Human Reproduction, Vol 13, 927-935, Copyright © 1998 by Oxford University Press
J Smitz and R Cortvrindt
Conditioned media from single mouse ovarian follicles cultured from the
early preantral stage up to complete maturity were analysed for different
immunoreactive inhibin forms. The inhibin assays measured (i)
alpha-specific inhibin, as represented by a mix of 32 and and 57 kDa
inhibins, inhibin precursors, alpha-subunit and its precursors; (ii)
dimeric inhibin A; and (iii) dimeric inhibin B. The validity of these
assays for the measurement of mouse inhibin was established. All forms of
inhibin were secreted in culture media from the preantral follicle stage
onwards. Inhibin B was the most sensitive marker for proliferation of early
stage follicles, while inhibin A secretion became predominant at later
stages, when antral-like cavities were formed in granulosa cell masses.
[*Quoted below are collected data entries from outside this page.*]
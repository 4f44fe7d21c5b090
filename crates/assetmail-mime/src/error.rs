//! Error types for message composition.

/// Result type alias for MIME operations.
pub type Result<T> = std::result::Result<T, Error>;

/// MIME error types.
#[derive(Debug, Clone, PartialEq, Eq, thiserror::Error)]
pub enum Error {
    /// A required request field is empty.
    #[error("Missing required field: {0}")]
    EmptyField(&'static str),

    /// The request names no recipients.
    #[error("At least one recipient is required")]
    NoRecipients,
}
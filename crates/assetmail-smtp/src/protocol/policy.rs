//! Knobs that change how strictly the conversation follows the relay.

/// When the capability phase is considered finished.
#[derive(Debug, Clone, Copy, PartialEq, Eq, Default)]
#[cfg_attr(
    feature = "serde",
    derive(serde::Serialize, serde::Deserialize),
    serde(rename_all = "kebab-case")
)]
pub enum CapabilityPolicy {
    /// Start authentication only when the final `250 ` line advertises SIZE.
    ///
    /// A relay whose last capability line is anything else leaves the
    /// conversation waiting.
    #[default]
    RequireSize,
    /// Start authentication on the final `250 ` line, whatever it advertises.
    FinalLine,
}

/// How many recipients are declared with `RCPT TO`.
#[derive(Debug, Clone, Copy, PartialEq, Eq, Default)]
#[cfg_attr(
    feature = "serde",
    derive(serde::Serialize, serde::Deserialize),
    serde(rename_all = "kebab-case")
)]
pub enum RecipientPolicy {
    /// Declare only the first recipient. The rest still appear in `To:` but
    /// are never handed to the relay.
    #[default]
    FirstOnly,
    /// Declare every recipient, one `RCPT TO` per acknowledgement, before `DATA`.
    All,
}
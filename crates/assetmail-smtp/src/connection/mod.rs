//! Connection plumbing: line assembly, transports, TLS.

mod framed;
mod stream;
mod transport;

pub use framed::{LineAssembler, Lines, MAX_LINE_LENGTH};
pub use stream::{TlsTransport, connect_tls};
pub use transport::{StreamTransport, Transport};

use crate::types::{AuthMechanism, Extension};

/// Server capabilities from the EHLO response.
#[derive(Debug, Clone, Default, PartialEq, Eq)]
pub struct ServerInfo {
    /// Server hostname from the first EHLO line.
    pub hostname: String,
    /// Advertised extensions, in the order received.
    pub extensions: Vec<Extension>,
}

impl ServerInfo {
    /// Records one EHLO reply line. A leading non-keyword line names the server.
    pub fn record(&mut self, text: &str) {
        let ext = Extension::parse(text);
        if self.hostname.is_empty()
            && self.extensions.is_empty()
            && matches!(ext, Extension::Other(_))
        {
            self.hostname = text.split_whitespace().next().unwrap_or_default().to_string();
            return;
        }
        self.extensions.push(ext);
    }

    /// Checks if the server supports an extension.
    #[must_use]
    pub fn supports(&self, ext: &Extension) -> bool {
        self.extensions.contains(ext)
    }

    /// Returns the maximum message size, if advertised.
    #[must_use]
    pub fn max_message_size(&self) -> Option<usize> {
        self.extensions.iter().find_map(|ext| match ext {
            Extension::Size(size) => *size,
            _ => None,
        })
    }

    /// Returns supported authentication mechanisms.
    #[must_use]
    pub fn auth_mechanisms(&self) -> Vec<AuthMechanism> {
        self.extensions
            .iter()
            .find_map(|ext| match ext {
                Extension::Auth(mechanisms) => Some(mechanisms.clone()),
                _ => None,
            })
            .unwrap_or_default()
    }
}

#[cfg(test)]
mod tests {
    use super::*;

    #[test]
    fn records_hostname_then_extensions() {
        let mut info = ServerInfo::default();
        info.record("mail.example.com Hello client");
        info.record("SIZE 35882577");
        info.record("AUTH LOGIN PLAIN");
        info.record("8BITMIME");

        assert_eq!(info.hostname, "mail.example.com");
        assert_eq!(info.max_message_size(), Some(35_882_577));
        assert_eq!(
            info.auth_mechanisms(),
            vec![AuthMechanism::Login, AuthMechanism::Plain]
        );
        assert!(info.supports(&Extension::EightBitMime));
        assert!(!info.supports(&Extension::Pipelining));
    }

    #[test]
    fn first_line_keyword_still_counts() {
        let mut info = ServerInfo::default();
        info.record("SIZE 100");
        assert_eq!(info.max_message_size(), Some(100));
        assert!(info.hostname.is_empty());
    }

    #[test]
    fn nothing_advertised() {
        let info = ServerInfo::default();
        assert_eq!(info.max_message_size(), None);
        assert!(info.auth_mechanisms().is_empty());
    }
}
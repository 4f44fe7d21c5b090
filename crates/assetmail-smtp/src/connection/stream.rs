//! Implicit-TLS connection to the relay.

use std::sync::Arc;

use rustls::pki_types::ServerName;
use tokio::net::TcpStream;
use tokio_rustls::{
    TlsConnector,
    client::TlsStream,
    rustls::{ClientConfig, RootCertStore},
};

use super::transport::StreamTransport;
use crate::error::{Error, Result};

/// Transport used for real deliveries: TLS from the first byte.
pub type TlsTransport = StreamTransport<TlsStream<TcpStream>>;

/// Connects to a relay over TLS (implicit TLS, usually port 465).
///
/// There is no plaintext fallback and no STARTTLS upgrade.
///
/// # Errors
///
/// Returns an error if the hostname is not a valid server name, or if the
/// TCP connection or TLS handshake fails.
pub async fn connect_tls(hostname: &str, port: u16) -> Result<TlsTransport> {
    let server_name = ServerName::try_from(hostname.to_string())?;

    let addr = format!("{hostname}:{port}");
    tracing::debug!("Connecting to {}", addr);
    let tcp_stream = TcpStream::connect(&addr).await?;

    let tls_stream = create_tls_connector()
        .connect(server_name, tcp_stream)
        .await
        .map_err(Error::Tls)?;
    tracing::debug!("TLS established with {}", hostname);

    Ok(StreamTransport::new(tls_stream))
}

/// Creates a TLS connector with the webpki root certificates.
fn create_tls_connector() -> TlsConnector {
    let root_store = RootCertStore {
        roots: webpki_roots::TLS_SERVER_ROOTS.to_vec(),
    };

    let config = ClientConfig::builder()
        .with_root_certificates(root_store)
        .with_no_client_auth();

    TlsConnector::from(Arc::new(config))
}
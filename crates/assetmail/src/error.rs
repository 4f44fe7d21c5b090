//! Error types for the submission gate.

use thiserror::Error;

/// Errors that can occur while accepting or delivering a submission.
#[derive(Debug, Error)]
pub enum SubmissionError {
    /// One or more required fields were absent or empty.
    #[error("Missing required fields: {}", .0.join(", "))]
    MissingFields(Vec<&'static str>),

    /// The request body was not a JSON object.
    #[error("Invalid request body: {0}")]
    InvalidBody(#[from] serde_json::Error),

    /// One or more fields were present with the wrong JSON type.
    #[error("Invalid fields: {}", .0.join(", "))]
    InvalidFields(Vec<&'static str>),

    /// The relay conversation failed.
    #[error("Delivery failed: {0}")]
    Delivery(#[from] assetmail_smtp::Error),

    /// Relay configuration could not be loaded.
    #[error("Configuration error: {0}")]
    Config(String),

    /// I/O error.
    #[error("I/O error: {0}")]
    Io(#[from] std::io::Error),
}

/// Result type alias using [`SubmissionError`].
pub type Result<T> = std::result::Result<T, SubmissionError>;

#[cfg(test)]
mod tests {
    use super::*;

    #[test]
    fn missing_fields_are_listed() {
        let err = SubmissionError::MissingFields(vec!["subject", "html"]);
        assert_eq!(err.to_string(), "Missing required fields: subject, html");
    }

    #[test]
    fn invalid_fields_are_listed() {
        let err = SubmissionError::InvalidFields(vec!["replyTo"]);
        assert_eq!(err.to_string(), "Invalid fields: replyTo");
    }
}
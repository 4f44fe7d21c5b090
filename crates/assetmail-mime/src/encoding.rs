//! Body text preparation for SMTP transfer.

/// Normalizes line endings to CRLF.
///
/// Bare `\n` and bare `\r` are both turned into `\r\n`; existing CRLF pairs are kept.
#[must_use]
pub fn normalize_crlf(text: &str) -> String {
    let mut out = String::with_capacity(text.len() + text.len() / 32);
    let mut chars = text.chars().peekable();

    while let Some(c) = chars.next() {
        match c {
            '\r' => {
                if chars.peek() == Some(&'\n') {
                    chars.next();
                }
                out.push_str("\r\n");
            }
            '\n' => out.push_str("\r\n"),
            _ => out.push(c),
        }
    }

    out
}

/// Dot-stuffs CRLF-separated text (RFC 5321 section 4.5.2).
///
/// Every line starting with `.` gets an extra leading `.`, so the body can
/// never contain the end-of-data marker by accident.
#[must_use]
pub fn dot_stuff(text: &str) -> String {
    text.split("\r\n")
        .map(|line| {
            if line.starts_with('.') {
                format!(".{line}")
            } else {
                line.to_string()
            }
        })
        .collect::<Vec<_>>()
        .join("\r\n")
}

/// Prepares free-form body text for the DATA phase.
#[must_use]
pub fn transfer_safe(text: &str) -> String {
    dot_stuff(&normalize_crlf(text))
}

#[cfg(test)]
#[allow(clippy::unwrap_used)]
mod tests {
    use super::*;
    use proptest::prelude::*;

    #[test]
    fn test_normalize_bare_lf() {
        assert_eq!(normalize_crlf("a\nb\n"), "a\r\nb\r\n");
    }

    #[test]
    fn test_normalize_keeps_crlf() {
        assert_eq!(normalize_crlf("a\r\nb"), "a\r\nb");
    }

    #[test]
    fn test_normalize_bare_cr() {
        assert_eq!(normalize_crlf("a\rb"), "a\r\nb");
    }

    #[test]
    fn test_dot_stuff_leading_dot() {
        assert_eq!(dot_stuff(".hidden\r\nvisible"), "..hidden\r\nvisible");
    }

    #[test]
    fn test_dot_stuff_lone_dot() {
        assert_eq!(dot_stuff("a\r\n.\r\nb"), "a\r\n..\r\nb");
    }

    #[test]
    fn test_dot_stuff_inner_dot_untouched() {
        assert_eq!(dot_stuff("a.b\r\nc."), "a.b\r\nc.");
    }

    #[test]
    fn test_transfer_safe_combines_both() {
        assert_eq!(transfer_safe("<p>\n.\n</p>"), "<p>\r\n..\r\n</p>");
    }

    proptest! {
        #[test]
        fn transfer_safe_never_yields_lone_dot_line(s in "[a-z.\\n]{0,64}") {
            let out = transfer_safe(&s);
            prop_assert!(out.split("\r\n").all(|line| line != "."));
        }

        #[test]
        fn transfer_safe_is_identity_without_dots_or_newlines(s in "[a-zA-Z0-9 <>/]{0,64}") {
            prop_assert_eq!(transfer_safe(&s), s);
        }
    }
}
//! Multipart boundary generation.

use std::sync::atomic::{AtomicU64, Ordering};

use chrono::Utc;

/// Prefix shared by every generated boundary.
pub const BOUNDARY_PREFIX: &str = "----=_assetmail_";

static SEQUENCE: AtomicU64 = AtomicU64::new(0);

/// Generates a fresh boundary token.
///
/// The token combines the current UTC time in microseconds with a
/// process-wide counter, so two calls in the same process never return the
/// same value. The token is not checked against the body; callers supplying
/// content that may contain it must pick their own via
/// [`compose_with_boundary`](crate::compose_with_boundary).
#[must_use]
pub fn generate() -> String {
    let seq = SEQUENCE.fetch_add(1, Ordering::Relaxed);
    let micros = Utc::now().timestamp_micros();
    format!("{BOUNDARY_PREFIX}{micros:x}_{seq:04x}")
}

#[cfg(test)]
mod tests {
    use super::*;
    use std::collections::HashSet;

    #[test]
    fn boundaries_are_unique() {
        let seen: HashSet<String> = (0..1000).map(|_| generate()).collect();
        assert_eq!(seen.len(), 1000);
    }

    #[test]
    fn boundary_has_prefix_and_no_whitespace() {
        let b = generate();
        assert!(b.starts_with(BOUNDARY_PREFIX));
        assert!(!b.contains(char::is_whitespace));
    }
}
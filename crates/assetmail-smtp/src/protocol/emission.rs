//! Outbound data produced by the state machine.

use std::fmt;

use crate::command::Command;

/// What the machine wants written to the relay after a transition.
///
/// The machine never touches the transport itself; the session turns each
/// emission into one write.
#[derive(Debug, Clone, PartialEq, Eq)]
pub enum Emission {
    /// A single protocol command.
    Command(Command),
    /// The composed message body, ending with the end-of-data marker.
    Message(String),
}

impl Emission {
    /// Wire bytes for this emission, terminated with CRLF.
    #[must_use]
    pub fn to_bytes(&self) -> Vec<u8> {
        match self {
            Self::Command(cmd) => cmd.serialize(),
            Self::Message(body) => {
                let mut buf = Vec::with_capacity(body.len() + 2);
                buf.extend_from_slice(body.as_bytes());
                buf.extend_from_slice(b"\r\n");
                buf
            }
        }
    }

    /// Returns the command, if this is one.
    #[must_use]
    pub const fn as_command(&self) -> Option<&Command> {
        match self {
            Self::Command(cmd) => Some(cmd),
            Self::Message(_) => None,
        }
    }
}

impl From<Command> for Emission {
    fn from(cmd: Command) -> Self {
        Self::Command(cmd)
    }
}

/// Log-safe rendering: credentials and message bodies are not printed.
impl fmt::Display for Emission {
    fn fmt(&self, f: &mut fmt::Formatter<'_>) -> fmt::Result {
        match self {
            Self::Command(cmd) => write!(f, "{cmd}"),
            Self::Message(body) => write!(f, "<message, {} bytes>", body.len()),
        }
    }
}

#[cfg(test)]
mod tests {
    use super::*;

    #[test]
    fn command_bytes() {
        let e = Emission::from(Command::Data);
        assert_eq!(e.to_bytes(), b"DATA\r\n");
        assert_eq!(e.as_command(), Some(&Command::Data));
    }

    #[test]
    fn message_bytes_get_terminator() {
        let e = Emission::Message("Subject: x\r\n\r\nbody\r\n.".to_string());
        assert_eq!(e.to_bytes(), b"Subject: x\r\n\r\nbody\r\n.\r\n");
        assert!(e.as_command().is_none());
    }

    #[test]
    fn display_hides_body() {
        let e = Emission::Message("secret".to_string());
        assert_eq!(e.to_string(), "<message, 6 bytes>");
    }
}
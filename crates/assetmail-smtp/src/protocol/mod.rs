//! Sans-I/O protocol layer.
//!
//! The machine consumes assembled reply lines and produces [`Emission`]s;
//! it never reads from or writes to a connection. The session layer owns
//! the I/O.

mod emission;
mod machine;
mod policy;
mod state;

pub use emission::Emission;
pub use machine::{
    Conversation, DEFAULT_CLIENT_ID, MESSAGE_ACCEPTED, Machine, PASSWORD_CHALLENGE,
    RECIPIENT_ACCEPTED, SENDER_ACCEPTED, USERNAME_CHALLENGE, transition,
};
pub use policy::{CapabilityPolicy, RecipientPolicy};
pub use state::ProtocolState;
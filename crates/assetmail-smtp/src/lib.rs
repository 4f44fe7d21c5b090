//! # assetmail-smtp
//!
//! A small SMTP submission client for sending one HTML message per session
//! over implicit TLS, authenticating with `AUTH LOGIN`.
//!
//! ## Layers
//!
//! - [`connection`]: splits inbound bytes into reply lines and wraps the
//!   TLS stream in a [`Transport`]
//! - [`protocol`]: a sans-I/O state machine mapping each reply line to the
//!   next command
//! - [`session`]: connects, drives the machine to completion and enforces
//!   the deadline
//!
//! ## Quick Start
//!
//! ```ignore
//! use assetmail_mime::EmailRequest;
//! use assetmail_smtp::{Credentials, SessionOptions, deliver};
//!
//! #[tokio::main]
//! async fn main() -> assetmail_smtp::Result<()> {
//!     let request = EmailRequest::new("assets@example.com", "Weekly report", "<p>Hi</p>")
//!         .to("ops@example.com");
//!     let creds = Credentials::new("smtp.example.com", 465, "relay-user", "s3cret");
//!
//!     let delivered = deliver(&request, &creds, &SessionOptions::default()).await?;
//!     println!("sent to {:?}", delivered.recipients);
//!     Ok(())
//! }
//! ```
//!
//! ## Conversation
//!
//! ```text
//! greeting ─ EHLO ─ capabilities ─ AUTH LOGIN ─ username ─ password
//!     ─ MAIL FROM ─ RCPT TO ─ DATA ─ message ─ QUIT ─ closed
//! ```
//!
//! Each step waits for one exact reply line; anything else is ignored and
//! the session keeps waiting until the relay answers as expected, closes
//! the connection, or the deadline passes.

#![warn(missing_docs)]
#![warn(clippy::all)]
#![warn(clippy::pedantic)]
#![forbid(unsafe_code)]

pub mod command;
pub mod connection;
mod error;
pub mod parser;
pub mod protocol;
pub mod session;
pub mod types;

pub use connection::{ServerInfo, StreamTransport, Transport};
pub use error::{Error, Result};
pub use protocol::{
    CapabilityPolicy, Conversation, Emission, Machine, ProtocolState, RecipientPolicy,
};
pub use session::{
    Credentials, DEFAULT_DEADLINE, DEFAULT_PORT, Delivered, SessionOptions, deliver, run,
};
pub use types::{AuthMechanism, Extension, ReplyCode};
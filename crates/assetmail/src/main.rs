//! `assetmail-send`: delivers one JSON submission read from stdin.
//!
//! Relay settings come from `SMTP_*` environment variables, or from a JSON
//! file given as the only argument. The gate's JSON response is printed to
//! stdout; the exit status is non-zero unless the relay accepted the message.

#![warn(clippy::all)]
#![warn(clippy::pedantic)]
#![forbid(unsafe_code)]

use anyhow::Context;
use tokio::io::AsyncReadExt;
use tracing::info;
use tracing_subscriber::{layer::SubscriberExt, util::SubscriberInitExt};

use assetmail::{RelayConfig, SmtpMailer, handle_submission};

#[tokio::main]
async fn main() -> anyhow::Result<()> {
    tracing_subscriber::registry()
        .with(
            tracing_subscriber::EnvFilter::try_from_default_env()
                .unwrap_or_else(|_| "assetmail=info,assetmail_smtp=info".into()),
        )
        .with(tracing_subscriber::fmt::layer().with_writer(std::io::stderr))
        .init();

    let config = match std::env::args().nth(1) {
        Some(path) => RelayConfig::from_file(&path)
            .with_context(|| format!("loading relay configuration from {path}"))?,
        None => RelayConfig::from_env(),
    };

    let mut body = String::new();
    tokio::io::stdin()
        .read_to_string(&mut body)
        .await
        .context("reading submission from stdin")?;

    let mailer = SmtpMailer::new(&config);
    info!("Submitting via {}", mailer.relay());

    let response = handle_submission("POST", &body, &config, &mailer).await;
    println!("{}", response.body);

    if !response.is_success() {
        anyhow::bail!("submission failed with status {}", response.status);
    }
    Ok(())
}
//! Line assembly for the SMTP reply stream.
//!
//! The transport hands over raw chunks cut at arbitrary byte offsets. The
//! assembler buffers them and yields complete CRLF-terminated lines, keeping
//! any trailing partial line until the rest of it arrives.

use bytes::{Buf, BytesMut};

use crate::error::{Error, Result};

/// Default buffer size for reading.
pub(crate) const DEFAULT_BUFFER_SIZE: usize = 8192;

/// Maximum line length to prevent memory exhaustion.
pub const MAX_LINE_LENGTH: usize = 1024 * 1024; // 1 MB

/// Reassembles protocol lines from an arbitrarily chunked byte stream.
///
/// One assembler belongs to one connection. Lines come out in arrival order,
/// with the terminator stripped.
#[derive(Debug)]
pub struct LineAssembler {
    buffer: BytesMut,
    max_line_length: usize,
}

impl Default for LineAssembler {
    fn default() -> Self {
        Self::new()
    }
}

impl LineAssembler {
    /// Creates an empty assembler with the default line limit.
    #[must_use]
    pub fn new() -> Self {
        Self::with_max_line_length(MAX_LINE_LENGTH)
    }

    /// Creates an empty assembler that rejects partial lines longer than `max`.
    #[must_use]
    pub fn with_max_line_length(max: usize) -> Self {
        Self {
            buffer: BytesMut::with_capacity(DEFAULT_BUFFER_SIZE),
            max_line_length: max,
        }
    }

    /// Appends a chunk received from the transport.
    ///
    /// # Errors
    ///
    /// Returns a protocol error if the partial line after the last CRLF is
    /// longer than the line limit.
    pub fn push(&mut self, chunk: &[u8]) -> Result<()> {
        self.buffer.extend_from_slice(chunk);

        let partial = match find_last_crlf(&self.buffer) {
            Some(pos) => self.buffer.len() - (pos + 2),
            None => self.buffer.len(),
        };
        if partial > self.max_line_length {
            return Err(Error::Protocol(format!(
                "line too long: {} bytes without CRLF (max {})",
                partial, self.max_line_length
            )));
        }

        Ok(())
    }

    /// Removes and returns the next complete line, without its CRLF.
    ///
    /// Invalid UTF-8 is replaced rather than rejected; the conversation only
    /// inspects ASCII reply codes and fixed challenge strings.
    pub fn next_line(&mut self) -> Option<String> {
        let pos = find_crlf(&self.buffer)?;
        let line = String::from_utf8_lossy(&self.buffer[..pos]).into_owned();
        self.buffer.advance(pos + 2);
        Some(line)
    }

    /// Drains every complete line currently buffered.
    pub fn lines(&mut self) -> Lines<'_> {
        Lines { assembler: self }
    }

    /// Bytes of the partial line waiting for its terminator.
    #[must_use]
    pub fn pending(&self) -> &[u8] {
        &self.buffer
    }
}

/// Iterator over the complete lines of a [`LineAssembler`].
#[derive(Debug)]
pub struct Lines<'a> {
    assembler: &'a mut LineAssembler,
}

impl Iterator for Lines<'_> {
    type Item = String;

    fn next(&mut self) -> Option<Self::Item> {
        self.assembler.next_line()
    }
}

/// Finds the position of CRLF in a buffer.
fn find_crlf(buf: &[u8]) -> Option<usize> {
    buf.windows(2).position(|w| w == b"\r\n")
}

/// Finds the position of the last CRLF in a buffer.
fn find_last_crlf(buf: &[u8]) -> Option<usize> {
    buf.windows(2).rposition(|w| w == b"\r\n")
}

#[cfg(test)]
#[allow(
    clippy::unwrap_used,
    clippy::redundant_clone,
    clippy::manual_string_new,
    clippy::needless_collect,
    clippy::unreadable_literal,
    clippy::used_underscore_items,
    clippy::similar_names
)]
mod tests {
    use super::*;
    use proptest::prelude::*;

    #[test]
    fn test_single_chunk_single_line() {
        let mut asm = LineAssembler::new();
        asm.push(b"220 ready\r\n").unwrap();
        assert_eq!(asm.next_line().as_deref(), Some("220 ready"));
        assert_eq!(asm.next_line(), None);
        assert!(asm.pending().is_empty());
    }

    #[test]
    fn test_many_lines_in_one_chunk() {
        let mut asm = LineAssembler::new();
        asm.push(b"250-SIZE 100\r\n250-8BITMIME\r\n250 SIZE 100\r\n")
            .unwrap();
        let lines: Vec<String> = asm.lines().collect();
        assert_eq!(lines, vec!["250-SIZE 100", "250-8BITMIME", "250 SIZE 100"]);
    }

    #[test]
    fn test_partial_line_is_retained() {
        let mut asm = LineAssembler::new();
        asm.push(b"235 auth ok\r\n250 2.1").unwrap();
        assert_eq!(asm.next_line().as_deref(), Some("235 auth ok"));
        assert_eq!(asm.next_line(), None);
        assert_eq!(asm.pending(), b"250 2.1");

        asm.push(b".0 Ok\r\n").unwrap();
        assert_eq!(asm.next_line().as_deref(), Some("250 2.1.0 Ok"));
        assert!(asm.pending().is_empty());
    }

    #[test]
    fn test_terminator_split_between_cr_and_lf() {
        let mut asm = LineAssembler::new();
        asm.push(b"354 start input\r").unwrap();
        assert_eq!(asm.next_line(), None);
        asm.push(b"\n").unwrap();
        assert_eq!(asm.next_line().as_deref(), Some("354 start input"));
    }

    #[test]
    fn test_bare_lf_is_not_a_terminator() {
        let mut asm = LineAssembler::new();
        asm.push(b"220 a\nb\r\n").unwrap();
        assert_eq!(asm.next_line().as_deref(), Some("220 a\nb"));
    }

    #[test]
    fn test_empty_line() {
        let mut asm = LineAssembler::new();
        asm.push(b"\r\n221 bye\r\n").unwrap();
        assert_eq!(asm.next_line().as_deref(), Some(""));
        assert_eq!(asm.next_line().as_deref(), Some("221 bye"));
    }

    #[test]
    fn test_line_too_long() {
        let mut asm = LineAssembler::with_max_line_length(8);
        assert!(asm.push(b"220 ").is_ok());
        assert!(matches!(
            asm.push(b"much too long"),
            Err(Error::Protocol(_))
        ));
    }

    #[test]
    fn test_oversized_tail_after_complete_line() {
        let mut asm = LineAssembler::with_max_line_length(8);
        let err = asm.push(b"220 ok\r\n250-0123456789").unwrap_err();
        assert!(matches!(err, Error::Protocol(msg) if msg.contains("14 bytes")));
    }

    #[test]
    fn test_tail_within_limit_after_complete_line() {
        let mut asm = LineAssembler::with_max_line_length(8);
        asm.push(b"220 ok\r\n250 2.1").unwrap();
        assert_eq!(asm.next_line().as_deref(), Some("220 ok"));
        assert_eq!(asm.pending(), b"250 2.1");
    }

    #[test]
    fn test_long_buffer_with_terminator_is_fine() {
        let mut asm = LineAssembler::with_max_line_length(8);
        asm.push(b"220 ok\r\n250 ok\r\n").unwrap();
        assert_eq!(asm.lines().count(), 2);
    }

    proptest! {
        #[test]
        fn split_line_reassembles_identically(
            line in "[0-9]{3}[ -][ -~]{0,80}",
            offset in 0usize..200,
        ) {
            let wire = format!("{line}\r\n");
            let cut = offset % (wire.len() + 1);

            let mut asm = LineAssembler::new();
            asm.push(&wire.as_bytes()[..cut]).unwrap();
            let early: Vec<String> = asm.lines().collect();
            asm.push(&wire.as_bytes()[cut..]).unwrap();
            let late: Vec<String> = asm.lines().collect();

            let all: Vec<String> = early.into_iter().chain(late).collect();
            prop_assert_eq!(all, vec![line]);
            prop_assert!(asm.pending().is_empty());
        }

        #[test]
        fn arbitrary_chunking_preserves_order(
            lines in proptest::collection::vec("[ -~]{0,40}", 1..10),
            chunk in 1usize..17,
        ) {
            let wire: String = lines.iter().map(|l| format!("{l}\r\n")).collect();

            let mut asm = LineAssembler::new();
            let mut out = Vec::new();
            for piece in wire.as_bytes().chunks(chunk) {
                asm.push(piece).unwrap();
                out.extend(asm.lines());
            }

            prop_assert_eq!(out, lines);
            prop_assert!(asm.pending().is_empty());
        }
    }
}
Supplementation of standard culture medium with recombinant follicle
stimulating hormone appeared to be the predominant regulator of inhibin
secretion; addition of recombinant luteinizing hormone throughout the
culture period did not cause any major shifts in the expression of dimeric
inhibin or alpha-specific inhibin forms. In the absence of theca cells
during isolation and culture (as reflected by absence of oestrogen
secretion), follicles grew at a reduced rate, and produced lower inhibin
concentration in conditioned medium. These data suggest (i) that monitoring
of dimeric inhibins can provide useful markers of the growth and
differentiation of cultured follicles and (ii) that dimeric inhibins A and
B are secreted at an earlier stage in vitro than in vivo.
ARTICLES
Inhibin A and B secretion in mouse preantral follicle culture
Centre for Reproductive Medicine, University Hospital and Medical School, Dutch-speaking Brussels Free University, Belgium.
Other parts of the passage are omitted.